Stage 3 – Installing and switching to Xen

Firstly, we need the Xen tools including the essential xl command which we get by emerging xen-tools. Then we also need to emerge the xen ebuild to obtain Xen itself. Also, make sure that your Kernel contains the various options required to run properly under Xen. The Gentoo Xen Wiki page has useful tips on this.

Installing the Xen ebuild puts the Xen executable into /boot. Unfortunately we can’t use this directly as we need to convert it to a uboot executable first. Once again, the mkimage command comes to our aid as follows:

mkimage -A arm64 -T kernel -a 0x02000000 -e 0x02000000 -C none -d xen xen.uImage

Note that we have specified various memory locations and produced a new file called xen.uImage which we will now be booting from.

We now need a suitable boot script which will both boot the Xen kernel and give it sufficient information to allow it to then load the Linux kernel and boot dom0. A suitable example is provided below:

ext4load mmc 1:2 $kernel_addr_r xen.uImage
ext4load mmc 1:2 $fdt_addr_r rk3399-rockpro64.dtb
ext4load mmc 1:2 $ramdisk_addr_r vmlinux-xen
setenv kernel_size 0x${filesize}
fdt addr $fdt_addr_r
fdt resize

fdt set /chosen \#address-cells <1>
fdt set /chosen \#size-cells <1>

fdt mknod /chosen module@0
fdt set /chosen/module@0 compatible "multiboot,kernel" "multiboot,module"
fdt set /chosen/module@0 reg <${ramdisk_addr_r} ${kernel_size}>
fdt set /chosen/module@0 bootargs "console=hvc0 earlyprintk=xen clk_ignore_unused nomodeset rw panic=10 init=/sbin/init root=/dev/mmcblk0p3 rootfstype=ext4"
fdt set /chosen xen,xen-bootargs "console=dtuart dtuart=serial2"

bootm ${kernel_addr_r} - ${fdt_addr_r}

Clearly, this is quite a bit more complex than the previous script (and note that as before it needs to be converted with mkimage).

The first lines load the Xen and Linux kernels and the device tree into pre-defined memory locations as before. The fourth line sets a variable containing the size of the Linux kernel using the ‘filesize‘ variable which contains the size of the last file loaded.

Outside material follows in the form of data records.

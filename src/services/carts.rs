use chrono::Utc;
use rust_decimal::Decimal;
use sea_orm::{
    ActiveModelTrait, ColumnTrait, ConnectionTrait, DatabaseConnection, EntityTrait, ModelTrait,
    QueryFilter, QueryOrder, QuerySelect, Set, TransactionTrait,
};
use serde::{Deserialize, Serialize};
use std::sync::Arc;
use tracing::{debug, info, instrument};
use utoipa::ToSchema;
use uuid::Uuid;
use validator::Validate;

use crate::{
    db::supports_row_locks,
    entities::{cart, cart_item},
    errors::ServiceError,
    services::catalog,
};

/// Caller identity a cart is resolved for.
#[derive(Debug, Clone, Default, PartialEq, Eq)]
pub struct CartOwner {
    pub user_id: Option<Uuid>,
    pub session_id: Option<String>,
}

impl CartOwner {
    pub fn new(user_id: Option<Uuid>, session_id: Option<String>) -> Self {
        Self {
            user_id,
            session_id: session_id.filter(|s| !s.trim().is_empty()),
        }
    }
}

/// A resolved cart plus the session token minted for it, if any. The caller
/// must hand a minted token back to the client.
#[derive(Debug, Clone)]
pub struct ResolvedCart {
    pub cart: cart::Model,
    pub issued_session: Option<String>,
}

#[derive(Debug, Clone, Serialize, Deserialize, ToSchema)]
pub struct CartLineView {
    pub id: Uuid,
    pub product_id: Uuid,
    pub variant_id: Option<Uuid>,
    pub product_name: String,
    pub variant_name: Option<String>,
    pub quantity: i32,
    #[schema(value_type = String)]
    pub unit_price: Decimal,
    #[schema(value_type = String)]
    pub line_total: Decimal,
    pub in_stock: bool,
}

#[derive(Debug, Clone, Serialize, Deserialize, ToSchema)]
pub struct CartView {
    pub id: Uuid,
    pub user_id: Option<Uuid>,
    pub items: Vec<CartLineView>,
    #[schema(value_type = String)]
    pub subtotal: Decimal,
    pub item_count: i32,
}

/// Largest quantity a single cart line may hold.
pub const MAX_LINE_QUANTITY: i32 = 10_000;

#[derive(Debug, Clone, Serialize, Deserialize, Validate, ToSchema)]
pub struct AddToCartRequest {
    pub product_id: Uuid,
    pub variant_id: Option<Uuid>,
    #[serde(default = "default_quantity")]
    #[validate(range(min = 1, max = 10000, message = "Quantity must be between 1 and 10000"))]
    pub quantity: i32,
}

fn default_quantity() -> i32 {
    1
}

#[derive(Debug, Clone, Serialize, Deserialize, ToSchema)]
pub struct UpdateCartItemRequest {
    /// New quantity; zero or less removes the line
    pub quantity: i32,
}

/// Locates, merges and mutates carts for anonymous sessions and users.
#[derive(Clone)]
pub struct CartService {
    db: Arc<DatabaseConnection>,
}

impl CartService {
    pub fn new(db: Arc<DatabaseConnection>) -> Self {
        Self { db }
    }

    /// Finds or creates the active cart for `owner` in its own transaction.
    #[instrument(skip(self))]
    pub async fn resolve(&self, owner: &CartOwner) -> Result<ResolvedCart, ServiceError> {
        let txn = self.db.begin().await?;
        let resolved = resolve_in(&txn, owner).await?;
        txn.commit().await?;
        Ok(resolved)
    }

    #[instrument(skip(self))]
    pub async fn get_cart(&self, owner: &CartOwner) -> Result<(CartView, Option<String>), ServiceError> {
        let resolved = self.resolve(owner).await?;
        let view = cart_view(&*self.db, &resolved.cart).await?;
        Ok((view, resolved.issued_session))
    }

    /// Adds to the line for the same (product, variant) or creates one.
    #[instrument(skip(self))]
    pub async fn add_item(
        &self,
        owner: &CartOwner,
        input: AddToCartRequest,
    ) -> Result<(CartView, Option<String>), ServiceError> {
        input.validate()?;

        let txn = self.db.begin().await?;
        let entry = catalog::load_entry(&txn, input.product_id).await?;
        if !entry.product.is_active {
            return Err(ServiceError::ValidationError(format!(
                "Product {} is not available",
                input.product_id
            )));
        }
        match input.variant_id {
            Some(variant_id) if entry.variant(variant_id).is_none() => {
                return Err(ServiceError::NotFound(format!(
                    "Variant {} of product {} not found",
                    variant_id, input.product_id
                )));
            }
            None if !entry.variants.is_empty() => {
                return Err(ServiceError::ValidationError(
                    "A variant must be chosen for this product".to_string(),
                ));
            }
            _ => {}
        }

        let resolved = resolve_in(&txn, owner).await?;
        let cart_id = resolved.cart.id;

        let existing = cart_item::Entity::find()
            .filter(cart_item::Column::CartId.eq(cart_id))
            .filter(cart_item::Column::ProductId.eq(input.product_id))
            .filter(variant_filter(input.variant_id))
            .one(&txn)
            .await?;

        match existing {
            Some(item) => {
                let quantity = combined_quantity(item.quantity, input.quantity)?;
                let mut item: cart_item::ActiveModel = item.into();
                item.quantity = Set(quantity);
                item.update(&txn).await?;
            }
            None => {
                cart_item::ActiveModel {
                    id: Set(Uuid::new_v4()),
                    cart_id: Set(cart_id),
                    product_id: Set(input.product_id),
                    variant_id: Set(input.variant_id),
                    quantity: Set(input.quantity),
                    created_at: Set(Utc::now()),
                }
                .insert(&txn)
                .await?;
            }
        }
        touch(&txn, resolved.cart.clone()).await?;
        txn.commit().await?;

        info!(%cart_id, product_id = %input.product_id, quantity = input.quantity, "added item to cart");
        let view = cart_view(&*self.db, &resolved.cart).await?;
        Ok((view, resolved.issued_session))
    }

    /// Sets a line's quantity; zero or less deletes the line.
    #[instrument(skip(self))]
    pub async fn update_item(
        &self,
        owner: &CartOwner,
        item_id: Uuid,
        quantity: i32,
    ) -> Result<(CartView, Option<String>), ServiceError> {
        let txn = self.db.begin().await?;
        let resolved = resolve_in(&txn, owner).await?;
        let item = find_line(&txn, resolved.cart.id, item_id).await?;

        if quantity > MAX_LINE_QUANTITY {
            return Err(quantity_limit_error());
        }
        if quantity <= 0 {
            item.delete(&txn).await?;
        } else {
            let mut item: cart_item::ActiveModel = item.into();
            item.quantity = Set(quantity);
            item.update(&txn).await?;
        }
        touch(&txn, resolved.cart.clone()).await?;
        txn.commit().await?;

        let view = cart_view(&*self.db, &resolved.cart).await?;
        Ok((view, resolved.issued_session))
    }

    #[instrument(skip(self))]
    pub async fn remove_item(
        &self,
        owner: &CartOwner,
        item_id: Uuid,
    ) -> Result<(CartView, Option<String>), ServiceError> {
        let txn = self.db.begin().await?;
        let resolved = resolve_in(&txn, owner).await?;
        find_line(&txn, resolved.cart.id, item_id)
            .await?
            .delete(&txn)
            .await?;
        touch(&txn, resolved.cart.clone()).await?;
        txn.commit().await?;

        let view = cart_view(&*self.db, &resolved.cart).await?;
        Ok((view, resolved.issued_session))
    }

    #[instrument(skip(self))]
    pub async fn clear(&self, owner: &CartOwner) -> Result<(CartView, Option<String>), ServiceError> {
        let txn = self.db.begin().await?;
        let resolved = resolve_in(&txn, owner).await?;
        clear_items(&txn, resolved.cart.id).await?;
        touch(&txn, resolved.cart.clone()).await?;
        txn.commit().await?;

        let view = cart_view(&*self.db, &resolved.cart).await?;
        Ok((view, resolved.issued_session))
    }
}

fn quantity_limit_error() -> ServiceError {
    ServiceError::ValidationError(format!(
        "A cart line may hold at most {} units",
        MAX_LINE_QUANTITY
    ))
}

/// Sum of two line quantities, refused past `MAX_LINE_QUANTITY`.
fn combined_quantity(current: i32, added: i32) -> Result<i32, ServiceError> {
    current
        .checked_add(added)
        .filter(|q| *q <= MAX_LINE_QUANTITY)
        .ok_or_else(quantity_limit_error)
}

fn variant_filter(variant_id: Option<Uuid>) -> sea_orm::Condition {
    let column = cart_item::Column::VariantId;
    sea_orm::Condition::all().add(match variant_id {
        Some(id) => column.eq(id),
        None => column.is_null(),
    })
}

async fn find_line<C: ConnectionTrait>(
    conn: &C,
    cart_id: Uuid,
    item_id: Uuid,
) -> Result<cart_item::Model, ServiceError> {
    cart_item::Entity::find_by_id(item_id)
        .filter(cart_item::Column::CartId.eq(cart_id))
        .one(conn)
        .await?
        .ok_or_else(|| ServiceError::NotFound(format!("Cart item {} not found", item_id)))
}

async fn touch<C: ConnectionTrait>(conn: &C, cart: cart::Model) -> Result<(), ServiceError> {
    let mut active: cart::ActiveModel = cart.into();
    active.updated_at = Set(Utc::now());
    active.update(conn).await?;
    Ok(())
}

async fn find_cart<C: ConnectionTrait>(
    conn: &C,
    filter: sea_orm::Condition,
) -> Result<Option<cart::Model>, ServiceError> {
    let mut query = cart::Entity::find().filter(filter);
    if supports_row_locks(conn) {
        query = query.lock_exclusive();
    }
    Ok(query.one(conn).await?)
}

async fn create_cart<C: ConnectionTrait>(
    conn: &C,
    user_id: Option<Uuid>,
    session_id: Option<String>,
) -> Result<cart::Model, ServiceError> {
    let now = Utc::now();
    let cart = cart::ActiveModel {
        id: Set(Uuid::new_v4()),
        user_id: Set(user_id),
        session_id: Set(session_id),
        created_at: Set(now),
        updated_at: Set(now),
    }
    .insert(conn)
    .await?;
    debug!(cart_id = %cart.id, ?user_id, "created cart");
    Ok(cart)
}

/// Resolves the cart for `owner` inside the caller's transaction.
///
/// An authenticated caller gets their own cart; an anonymous cart for the
/// same session is merged into it and deleted. Lines merge only when both
/// product and variant match.
pub async fn resolve_in<C: ConnectionTrait>(
    conn: &C,
    owner: &CartOwner,
) -> Result<ResolvedCart, ServiceError> {
    if let Some(user_id) = owner.user_id {
        let cart = match find_cart(
            conn,
            sea_orm::Condition::all().add(cart::Column::UserId.eq(user_id)),
        )
        .await?
        {
            Some(cart) => cart,
            None => create_cart(conn, Some(user_id), None).await?,
        };

        if let Some(session_id) = owner.session_id.as_deref() {
            let anonymous = find_cart(
                conn,
                sea_orm::Condition::all()
                    .add(cart::Column::SessionId.eq(session_id))
                    .add(cart::Column::UserId.is_null()),
            )
            .await?;
            if let Some(anonymous) = anonymous {
                merge_into(conn, &anonymous, &cart).await?;
            }
        }

        return Ok(ResolvedCart {
            cart,
            issued_session: None,
        });
    }

    if let Some(session_id) = owner.session_id.as_deref() {
        let existing = find_cart(
            conn,
            sea_orm::Condition::all().add(cart::Column::SessionId.eq(session_id)),
        )
        .await?;
        let cart = match existing {
            Some(cart) => cart,
            None => create_cart(conn, None, Some(session_id.to_string())).await?,
        };
        return Ok(ResolvedCart {
            cart,
            issued_session: None,
        });
    }

    let token = Uuid::new_v4().to_string();
    let cart = create_cart(conn, None, Some(token.clone())).await?;
    Ok(ResolvedCart {
        cart,
        issued_session: Some(token),
    })
}

async fn merge_into<C: ConnectionTrait>(
    conn: &C,
    source: &cart::Model,
    target: &cart::Model,
) -> Result<(), ServiceError> {
    let target_items = load_items(conn, target.id).await?;

    for item in load_items(conn, source.id).await? {
        let matching = target_items
            .iter()
            .find(|t| t.product_id == item.product_id && t.variant_id == item.variant_id);
        match matching {
            Some(existing) => {
                let mut active: cart_item::ActiveModel = existing.clone().into();
                // Merged lines clamp at the limit.
                let quantity = existing
                    .quantity
                    .saturating_add(item.quantity)
                    .min(MAX_LINE_QUANTITY);
                active.quantity = Set(quantity);
                active.update(conn).await?;
                item.delete(conn).await?;
            }
            None => {
                let mut active: cart_item::ActiveModel = item.into();
                active.cart_id = Set(target.id);
                active.update(conn).await?;
            }
        }
    }

    source.clone().delete(conn).await?;
    info!(source = %source.id, target = %target.id, "merged anonymous cart");
    Ok(())
}

pub async fn load_items<C: ConnectionTrait>(
    conn: &C,
    cart_id: Uuid,
) -> Result<Vec<cart_item::Model>, ServiceError> {
    Ok(cart_item::Entity::find()
        .filter(cart_item::Column::CartId.eq(cart_id))
        .order_by_asc(cart_item::Column::CreatedAt)
        .order_by_asc(cart_item::Column::Id)
        .all(conn)
        .await?)
}

/// Empties a cart without deleting it.
pub async fn clear_items<C: ConnectionTrait>(conn: &C, cart_id: Uuid) -> Result<u64, ServiceError> {
    let result = cart_item::Entity::delete_many()
        .filter(cart_item::Column::CartId.eq(cart_id))
        .exec(conn)
        .await?;
    Ok(result.rows_affected)
}

/// Builds the priced view of a cart from live catalog prices.
pub async fn cart_view<C: ConnectionTrait>(
    conn: &C,
    cart: &cart::Model,
) -> Result<CartView, ServiceError> {
    let items = load_items(conn, cart.id).await?;
    let product_ids: Vec<Uuid> = items.iter().map(|i| i.product_id).collect();
    let entries = catalog::load_entries(conn, &product_ids).await?;

    let mut lines = Vec::with_capacity(items.len());
    for item in items {
        let entry = entries.get(&item.product_id).ok_or_else(|| {
            ServiceError::NotFound(format!("Product {} not found", item.product_id))
        })?;
        let unit_price = entry.unit_price(item.variant_id).ok_or_else(|| {
            ServiceError::NotFound(format!("Variant {:?} not found", item.variant_id))
        })?;
        let available = entry.available(item.variant_id).unwrap_or(0);

        lines.push(CartLineView {
            id: item.id,
            product_id: item.product_id,
            variant_id: item.variant_id,
            product_name: entry.product.name.clone(),
            variant_name: item
                .variant_id
                .and_then(|id| entry.variant(id))
                .map(|v| v.name.clone()),
            quantity: item.quantity,
            unit_price,
            line_total: unit_price * Decimal::from(item.quantity),
            in_stock: available >= item.quantity,
        });
    }

    Ok(CartView {
        id: cart.id,
        user_id: cart.user_id,
        subtotal: lines.iter().map(|l| l.line_total).sum(),
        item_count: lines
            .iter()
            .fold(0i32, |count, l| count.saturating_add(l.quantity)),
        items: lines,
    })
}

Parameters are passed to the Xen kernel using additional parameters created in the device tree and most of the rest of the script is involved in setting these up and some of these parameters are specific to the use of a serial console.

The ‘xen-bootargs’ line tells the Xen kernel to use a serial console and then specifies the relevant port as ‘serial2’ which is the same as the ‘ttyS2’ which we set earlier.

The ‘bootargs’ line is of course the Linux kernel command line. Here we set the Linux console to be /dev/hvc0 which is the connection to the Xen console which is in our case the serial console. The earlyprintk and clk_ignore_unused options are involved in ensuring that the kernel boot messages appear correctly.

Finally, the bootm command causes the Xen kernel previously loaded into memory to be executed.

There is one final change which you may need to make before re-booting. You will need to change the serial console line in /etc/inittab which we changed earlier to now read hvc0 rather than ttyS2 so that a login prompt will appear.

Stage 4 – Kernel

With the basic operating system installed, it is time to build your kernel. Here are a few notes on useful configuration options to select. Clearly, many choices will be driven by your intended application, for example – whether you intend to use the GPU.

  • Under Kernel Features -> ARM errata… there are numerous options to fix possible ARM bugs. For the processor on my board the only two which seem to be required are 845719 and 843419.
  • Since this kernel will eventually run on your DOM0 VM, you need to select Kernel Features -> Xen guest support…
  • The Ethernet device you need is the STMicroelectronics one. Under PHY Device support, be sure to select the “Driver for Rockchip Ethernet PHYs”.